▶ _EXERCISE_
From the data below, repeat exactly the lines from the line with "assert!(model.is_visible_to(Some(&admin)));" to the line with "every repository page.", both included.

(Collected data)
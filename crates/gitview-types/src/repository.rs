//! Repository metadata.

use serde::{Deserialize, Serialize};
use std::fmt;

use crate::UserModel;

/// Access restriction of a repository.
///
/// Restrictions are ordered: None < Push < Clone < View. Only `View`
/// hides the repository from the web front-end.
#[derive(
    Debug, Clone, Copy, PartialEq, Eq, PartialOrd, Ord, Hash, Default, Serialize, Deserialize,
)]
#[serde(rename_all = "lowercase")]
pub enum AccessRestriction {
    /// Anonymous view, clone and push.
    #[default]
    None,
    /// Authenticated push.
    Push,
    /// Authenticated clone and push.
    Clone,
    /// Authenticated view, clone and push.
    View,
}

impl AccessRestriction {
    /// All restrictions, least restrictive first.
    pub const ALL: [AccessRestriction; 4] = [
        AccessRestriction::None,
        AccessRestriction::Push,
        AccessRestriction::Clone,
        AccessRestriction::View,
    ];

    /// Returns the lowercase name.
    pub fn as_str(&self) -> &'static str {
        match self {
            AccessRestriction::None => "none",
            AccessRestriction::Push => "push",
            AccessRestriction::Clone => "clone",
            AccessRestriction::View => "view",
        }
    }

    /// Parse from string.
    pub fn parse(s: &str) -> Option<Self> {
        match s.trim().to_lowercase().as_str() {
            "none" | "" => Some(AccessRestriction::None),
            "push" => Some(AccessRestriction::Push),
            "clone" => Some(AccessRestriction::Clone),
            "view" => Some(AccessRestriction::View),
            _ => None,
        }
    }

    /// Check if this restriction is at least the given level.
    pub fn at_least(&self, level: AccessRestriction) -> bool {
        *self >= level
    }
}

impl fmt::Display for AccessRestriction {
    fn fmt(&self, f: &mut fmt::Formatter<'_>) -> fmt::Result {
        f.write_str(self.as_str())
    }
}

/// Metadata describing a repository's configuration flags and ownership.
#[derive(Debug, Clone, PartialEq, Eq, Serialize, Deserialize)]
pub struct RepositoryModel {
    /// Repository name, e.g. `team/project.git`.
    pub name: String,
    /// Free-text description.
    #[serde(default)]
    pub description: String,
    /// Owning username, if any.
    #[serde(default)]
    pub owner: Option<String>,
    /// Show the tickets page when a ticket branch exists.
    #[serde(default)]
    pub use_tickets: bool,
    /// Show the docs page.
    #[serde(default)]
    pub use_docs: bool,
    /// Access restriction.
    #[serde(default)]
    pub access_restriction: AccessRestriction,
    /// Time of the newest commit (unix seconds).
    #[serde(default)]
    pub last_change: Option<i64>,
}

impl RepositoryModel {
    /// Creates an unrestricted model with no owner.
    pub fn new(name: impl Into<String>) -> Self {
        Self {
            name: name.into(),
            description: String::new(),
            owner: None,
            use_tickets: false,
            use_docs: false,
            access_restriction: AccessRestriction::None,
            last_change: None,
        }
    }

    /// Sets the description.
    pub fn with_description(mut self, description: impl Into<String>) -> Self {
        self.description = description.into();
        self
    }

    /// Sets the owner.
    pub fn with_owner(mut self, owner: impl Into<String>) -> Self {
        self.owner = Some(owner.into());
        self
    }

    /// Sets the access restriction.
    pub fn with_access_restriction(mut self, restriction: AccessRestriction) -> Self {
        self.access_restriction = restriction;
        self
    }

    /// Enables or disables the tickets page.
    pub fn with_tickets(mut self, enabled: bool) -> Self {
        self.use_tickets = enabled;
        self
    }

    /// Enables or disables the docs page.
    pub fn with_docs(mut self, enabled: bool) -> Self {
        self.use_docs = enabled;
        self
    }

    /// Returns true if `username` owns this repository (case-insensitive).
    pub fn is_owner(&self, username: &str) -> bool {
        self.owner
            .as_deref()
            .is_some_and(|owner| owner.eq_ignore_ascii_case(username))
    }

    /// Returns true if the repository may be viewed by `user`
    /// (`None` is the anonymous user).
    pub fn is_visible_to(&self, user: Option<&UserModel>) -> bool {
        if !self.access_restriction.at_least(AccessRestriction::View) {
            return true;
        }
        match user {
            Some(user) => {
                user.can_admin || self.is_owner(&user.username) || user.has_repository(&self.name)
            }
            None => false,
        }
    }
}

#[cfg(test)]
mod tests {
    use super::*;

    #[test]
    fn test_restriction_ordering() {
        assert!(AccessRestriction::None < AccessRestriction::Push);
        assert!(AccessRestriction::Push < AccessRestriction::Clone);
        assert!(AccessRestriction::Clone < AccessRestriction::View);
        assert!(AccessRestriction::View.at_least(AccessRestriction::Clone));
        assert!(!AccessRestriction::Push.at_least(AccessRestriction::View));
    }

    #[test]
    fn test_restriction_parse() {
        assert_eq!(AccessRestriction::parse("VIEW"), Some(AccessRestriction::View));
        assert_eq!(AccessRestriction::parse(""), Some(AccessRestriction::None));
        assert_eq!(AccessRestriction::parse("admin"), None);
    }

    #[test]
    fn test_is_owner_ignores_case() {
        let model = RepositoryModel::new("repo.git").with_owner("Alice");
        assert!(model.is_owner("alice"));
        assert!(model.is_owner("ALICE"));
        assert!(!model.is_owner("bob"));
        assert!(!RepositoryModel::new("repo.git").is_owner("alice"));
    }

    #[test]
    fn test_unrestricted_repository_is_public() {
        let model =
            RepositoryModel::new("repo.git").with_access_restriction(AccessRestriction::Clone);
        assert!(model.is_visible_to(None));
    }

    #[test]
    fn test_view_restricted_repository() {
        let model = RepositoryModel::new("secret.git")
            .with_owner("alice")
            .with_access_restriction(AccessRestriction::View);

        let alice = UserModel::new("alice");
        let bob = UserModel::new("bob");
        let carol = UserModel::new("carol").with_repository("SECRET.git");
        let admin = UserModel::new("root").with_admin(true);

        assert!(!model.is_visible_to(None));
        assert!(model.is_visible_to(Some(&alice)));
        assert!(!model.is_visible_to(Some(&bob)));
        assert!(model.is_visible_to(Some(&carol)));
        assert!(model.is_visible_to(Some(&admin)));
    }

    #[test]
    fn test_model_deserialize_defaults() {
        let model: RepositoryModel = serde_json::from_str(r#"{"name": "a.git"}"#).unwrap();
        assert_eq!(model, RepositoryModel::new("a.git"));
    }
}
//! The repository search form.

use gitview_types::SearchType;
use serde::Deserialize;

use crate::messages::get_string;
use crate::params::PageParameters;

/// Route handling search form submissions.
pub const SEARCH_FORM_ACTION: &str = "/searchform";

/// State of the search form rendered on every repository page.
#[derive(Debug, Clone, PartialEq, Eq)]
pub struct SearchForm {
    /// Repository searched.
    pub repository: String,
    /// Initial search box content.
    pub search_box: String,
    /// Initially selected type.
    pub search_type: SearchType,
    /// Show the type selector.
    pub show_type_selection: bool,
}

impl SearchForm {
    /// An empty form for `repository`.
    pub fn new(repository: &str, show_type_selection: bool) -> Self {
        Self {
            repository: repository.to_string(),
            search_box: String::new(),
            search_type: SearchType::Commit,
            show_type_selection,
        }
    }

    /// Selectable search types, in display order.
    pub fn search_types(&self) -> &'static [SearchType] {
        &SearchType::ALL
    }

    /// Tooltip of the type selector.
    pub fn search_type_tooltip(&self) -> &'static str {
        get_string("gb.searchTypeTooltip")
    }

    /// Tooltip of the search box.
    pub fn search_tooltip(&self) -> &'static str {
        get_string("gb.searchTooltip")
    }

    /// Placeholder of the search box.
    pub fn placeholder(&self) -> &'static str {
        get_string("gb.search")
    }

    /// Form action URL.
    pub fn action(&self) -> &'static str {
        SEARCH_FORM_ACTION
    }
}

/// A submitted search form.
#[derive(Debug, Clone, Default, Deserialize)]
pub struct SearchFormInput {
    /// Repository name.
    #[serde(default)]
    pub r: String,
    /// Search box content.
    #[serde(default)]
    pub search_box: String,
    /// Selected type; `commit` when absent.
    #[serde(default)]
    pub search_type: Option<String>,
}

/// Extracts a `type:` prefix from the search box.
///
/// The first type whose lowercase name followed by `:` prefixes the
/// lowercased input wins; the prefix is removed and the rest trimmed.
/// Otherwise the input and `selected` type are returned unchanged.
pub fn parse_search_input(input: &str, selected: SearchType) -> (SearchType, String) {
    for search_type in SearchType::ALL {
        let prefix = format!("{}:", search_type.as_str());
        let matches = input
            .get(..prefix.len())
            .is_some_and(|head| head.eq_ignore_ascii_case(&prefix));
        if matches {
            return (search_type, input[prefix.len()..].trim().to_string());
        }
    }
    (selected, input.to_string())
}

impl SearchFormInput {
    /// Parses the submission and returns the search page URL to redirect to.
    pub fn redirect_target(&self) -> String {
        let selected = self
            .search_type
            .as_deref()
            .and_then(SearchType::parse)
            .unwrap_or_default();
        let (search_type, search) = parse_search_input(&self.search_box, selected);
        PageParameters::new_search_parameter(self.r.trim(), None, &search, search_type)
            .href("/search")
    }
}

▶ _SOLUTION_
        assert!(model.is_visible_to(Some(&admin)));
    }

    #[test]
    fn test_model_deserialize_defaults() {
        let model: RepositoryModel = serde_json::from_str(r#"{"name": "a.git"}"#).unwrap();
        assert_eq!(model, RepositoryModel::new("a.git"));
    }
}
//! The repository search form.

use gitview_types::SearchType;
use serde::Deserialize;

use crate::messages::get_string;
use crate::params::PageParameters;

/// Route handling search form submissions.
pub const SEARCH_FORM_ACTION: &str = "/searchform";

/// State of the search form rendered on every repository page.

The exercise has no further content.